INFORMATION SHOWN:

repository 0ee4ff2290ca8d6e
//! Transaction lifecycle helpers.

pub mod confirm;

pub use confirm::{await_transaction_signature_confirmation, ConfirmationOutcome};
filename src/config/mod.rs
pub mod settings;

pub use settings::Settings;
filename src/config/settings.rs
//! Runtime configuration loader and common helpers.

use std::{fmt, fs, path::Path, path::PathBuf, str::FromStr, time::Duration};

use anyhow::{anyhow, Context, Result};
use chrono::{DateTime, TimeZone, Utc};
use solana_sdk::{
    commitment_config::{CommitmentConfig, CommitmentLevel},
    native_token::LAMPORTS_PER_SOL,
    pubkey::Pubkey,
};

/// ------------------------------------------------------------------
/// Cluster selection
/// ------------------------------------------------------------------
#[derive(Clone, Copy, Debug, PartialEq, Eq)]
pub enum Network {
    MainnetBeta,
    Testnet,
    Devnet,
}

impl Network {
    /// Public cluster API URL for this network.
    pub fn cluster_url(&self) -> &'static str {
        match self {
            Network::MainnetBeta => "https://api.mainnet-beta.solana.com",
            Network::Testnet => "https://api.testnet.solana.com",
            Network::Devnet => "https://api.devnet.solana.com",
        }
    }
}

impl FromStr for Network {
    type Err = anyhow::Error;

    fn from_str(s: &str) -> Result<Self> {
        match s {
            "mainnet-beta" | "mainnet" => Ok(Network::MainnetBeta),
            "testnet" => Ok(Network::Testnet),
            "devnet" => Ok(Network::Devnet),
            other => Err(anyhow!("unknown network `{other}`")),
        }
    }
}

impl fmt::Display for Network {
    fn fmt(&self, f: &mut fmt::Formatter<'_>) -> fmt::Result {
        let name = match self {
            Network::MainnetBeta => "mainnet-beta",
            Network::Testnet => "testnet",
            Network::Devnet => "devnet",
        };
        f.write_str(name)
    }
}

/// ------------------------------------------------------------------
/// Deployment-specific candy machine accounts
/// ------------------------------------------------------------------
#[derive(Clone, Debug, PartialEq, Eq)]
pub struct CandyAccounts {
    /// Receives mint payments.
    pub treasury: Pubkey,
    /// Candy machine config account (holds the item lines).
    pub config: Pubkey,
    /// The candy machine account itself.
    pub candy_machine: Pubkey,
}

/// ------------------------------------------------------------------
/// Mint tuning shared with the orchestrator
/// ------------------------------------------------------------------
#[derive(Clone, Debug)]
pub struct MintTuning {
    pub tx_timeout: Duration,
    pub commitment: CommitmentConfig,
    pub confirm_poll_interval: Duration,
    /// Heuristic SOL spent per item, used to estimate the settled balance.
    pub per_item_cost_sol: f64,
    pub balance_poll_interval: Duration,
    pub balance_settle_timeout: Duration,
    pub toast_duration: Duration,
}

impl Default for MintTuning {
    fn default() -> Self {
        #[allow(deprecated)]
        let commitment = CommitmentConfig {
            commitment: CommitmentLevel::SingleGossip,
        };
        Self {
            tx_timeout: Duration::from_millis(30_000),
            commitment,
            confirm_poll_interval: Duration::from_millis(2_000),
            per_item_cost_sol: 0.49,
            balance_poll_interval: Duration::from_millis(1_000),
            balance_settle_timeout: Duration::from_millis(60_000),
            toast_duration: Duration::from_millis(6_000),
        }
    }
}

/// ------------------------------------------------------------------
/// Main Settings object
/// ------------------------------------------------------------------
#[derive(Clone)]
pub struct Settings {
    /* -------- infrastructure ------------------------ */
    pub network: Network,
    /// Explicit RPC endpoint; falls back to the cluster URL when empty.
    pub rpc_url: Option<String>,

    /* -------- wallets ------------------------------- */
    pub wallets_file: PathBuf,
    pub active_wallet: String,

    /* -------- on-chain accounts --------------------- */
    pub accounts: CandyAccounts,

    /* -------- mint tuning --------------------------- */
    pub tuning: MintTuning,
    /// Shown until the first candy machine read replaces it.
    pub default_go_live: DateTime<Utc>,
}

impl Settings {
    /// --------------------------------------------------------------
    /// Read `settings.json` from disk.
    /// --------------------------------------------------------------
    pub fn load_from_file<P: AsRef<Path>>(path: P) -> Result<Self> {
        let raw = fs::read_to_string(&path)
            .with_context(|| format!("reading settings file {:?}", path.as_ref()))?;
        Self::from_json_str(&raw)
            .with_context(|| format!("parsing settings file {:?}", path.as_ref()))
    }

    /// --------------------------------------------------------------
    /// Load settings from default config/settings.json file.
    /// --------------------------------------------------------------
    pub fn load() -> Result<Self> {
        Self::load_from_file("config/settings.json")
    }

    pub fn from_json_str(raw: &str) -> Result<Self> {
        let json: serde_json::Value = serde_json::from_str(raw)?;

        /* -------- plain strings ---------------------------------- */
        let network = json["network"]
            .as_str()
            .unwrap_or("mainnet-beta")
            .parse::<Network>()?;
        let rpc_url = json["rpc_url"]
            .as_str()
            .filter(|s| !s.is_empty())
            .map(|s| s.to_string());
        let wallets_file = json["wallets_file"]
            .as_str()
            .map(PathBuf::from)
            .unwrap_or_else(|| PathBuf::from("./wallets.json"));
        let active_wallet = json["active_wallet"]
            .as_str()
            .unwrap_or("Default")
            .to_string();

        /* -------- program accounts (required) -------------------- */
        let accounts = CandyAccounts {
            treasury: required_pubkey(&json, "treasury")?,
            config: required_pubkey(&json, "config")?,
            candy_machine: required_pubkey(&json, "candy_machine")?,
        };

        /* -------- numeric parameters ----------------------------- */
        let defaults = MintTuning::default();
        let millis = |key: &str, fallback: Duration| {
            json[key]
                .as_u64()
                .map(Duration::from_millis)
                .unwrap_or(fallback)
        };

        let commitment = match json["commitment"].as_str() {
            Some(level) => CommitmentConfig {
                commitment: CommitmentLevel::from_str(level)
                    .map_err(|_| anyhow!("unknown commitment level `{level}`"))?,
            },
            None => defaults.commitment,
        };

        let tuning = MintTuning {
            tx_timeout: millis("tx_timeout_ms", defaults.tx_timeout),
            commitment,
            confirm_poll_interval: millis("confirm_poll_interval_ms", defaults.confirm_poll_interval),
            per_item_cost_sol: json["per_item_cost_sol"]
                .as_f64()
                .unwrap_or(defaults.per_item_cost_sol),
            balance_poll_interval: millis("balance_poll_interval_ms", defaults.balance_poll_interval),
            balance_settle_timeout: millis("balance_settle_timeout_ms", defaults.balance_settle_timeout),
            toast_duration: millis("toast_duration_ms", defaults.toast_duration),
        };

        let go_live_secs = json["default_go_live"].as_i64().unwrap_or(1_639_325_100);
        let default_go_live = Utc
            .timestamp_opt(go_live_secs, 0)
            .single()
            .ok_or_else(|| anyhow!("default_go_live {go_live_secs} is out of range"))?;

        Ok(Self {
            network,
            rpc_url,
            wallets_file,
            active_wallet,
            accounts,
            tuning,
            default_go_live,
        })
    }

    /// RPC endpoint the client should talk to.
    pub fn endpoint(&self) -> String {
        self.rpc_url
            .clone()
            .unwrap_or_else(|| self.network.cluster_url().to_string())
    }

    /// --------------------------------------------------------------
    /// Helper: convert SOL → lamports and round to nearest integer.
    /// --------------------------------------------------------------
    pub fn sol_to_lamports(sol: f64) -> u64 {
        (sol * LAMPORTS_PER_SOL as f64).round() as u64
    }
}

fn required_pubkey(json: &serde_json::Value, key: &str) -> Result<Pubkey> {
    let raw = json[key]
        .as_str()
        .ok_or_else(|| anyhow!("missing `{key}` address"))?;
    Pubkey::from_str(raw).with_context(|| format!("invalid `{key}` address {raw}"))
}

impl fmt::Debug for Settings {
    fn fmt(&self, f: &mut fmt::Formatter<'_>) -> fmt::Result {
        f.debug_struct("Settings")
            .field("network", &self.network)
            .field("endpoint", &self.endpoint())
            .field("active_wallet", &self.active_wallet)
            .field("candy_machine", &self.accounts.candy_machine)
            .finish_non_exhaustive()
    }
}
...
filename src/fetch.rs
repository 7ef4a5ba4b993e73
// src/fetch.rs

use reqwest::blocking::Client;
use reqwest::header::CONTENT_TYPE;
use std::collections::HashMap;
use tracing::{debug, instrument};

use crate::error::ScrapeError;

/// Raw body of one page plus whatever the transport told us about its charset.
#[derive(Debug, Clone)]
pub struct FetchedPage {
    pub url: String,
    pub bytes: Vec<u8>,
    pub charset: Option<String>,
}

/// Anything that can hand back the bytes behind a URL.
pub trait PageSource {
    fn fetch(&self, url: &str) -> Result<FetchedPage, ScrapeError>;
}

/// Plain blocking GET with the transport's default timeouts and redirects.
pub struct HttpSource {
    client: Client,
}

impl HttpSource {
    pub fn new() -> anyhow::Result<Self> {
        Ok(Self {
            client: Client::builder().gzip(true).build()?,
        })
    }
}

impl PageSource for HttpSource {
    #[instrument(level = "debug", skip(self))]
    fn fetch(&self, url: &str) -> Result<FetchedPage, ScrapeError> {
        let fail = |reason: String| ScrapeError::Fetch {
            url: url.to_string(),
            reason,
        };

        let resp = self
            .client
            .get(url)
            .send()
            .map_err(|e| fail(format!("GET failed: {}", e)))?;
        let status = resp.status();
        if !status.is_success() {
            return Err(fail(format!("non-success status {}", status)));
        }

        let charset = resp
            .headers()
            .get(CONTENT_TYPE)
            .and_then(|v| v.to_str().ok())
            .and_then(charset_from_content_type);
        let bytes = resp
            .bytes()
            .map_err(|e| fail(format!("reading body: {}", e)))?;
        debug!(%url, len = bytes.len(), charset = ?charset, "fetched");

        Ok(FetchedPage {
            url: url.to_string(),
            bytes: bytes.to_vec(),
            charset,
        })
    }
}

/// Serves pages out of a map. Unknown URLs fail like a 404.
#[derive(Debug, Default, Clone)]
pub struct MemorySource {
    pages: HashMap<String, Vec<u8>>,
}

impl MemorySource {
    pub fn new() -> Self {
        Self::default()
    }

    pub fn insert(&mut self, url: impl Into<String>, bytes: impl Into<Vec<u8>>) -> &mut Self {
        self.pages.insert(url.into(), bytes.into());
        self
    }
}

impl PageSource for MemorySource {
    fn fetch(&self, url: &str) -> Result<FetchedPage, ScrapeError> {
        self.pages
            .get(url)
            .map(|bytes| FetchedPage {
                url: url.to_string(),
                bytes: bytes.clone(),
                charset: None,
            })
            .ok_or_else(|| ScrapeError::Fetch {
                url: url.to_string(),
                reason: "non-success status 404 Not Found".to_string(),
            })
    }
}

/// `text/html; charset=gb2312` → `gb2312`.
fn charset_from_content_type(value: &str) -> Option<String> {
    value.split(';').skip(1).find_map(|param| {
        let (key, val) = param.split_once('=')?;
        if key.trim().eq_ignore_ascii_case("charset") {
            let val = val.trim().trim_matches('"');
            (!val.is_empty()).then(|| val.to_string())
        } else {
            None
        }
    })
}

ACTIVITY: Where a line in the data contains the string "trim", add it to your count, and give only the final number.

SOLUTION: 2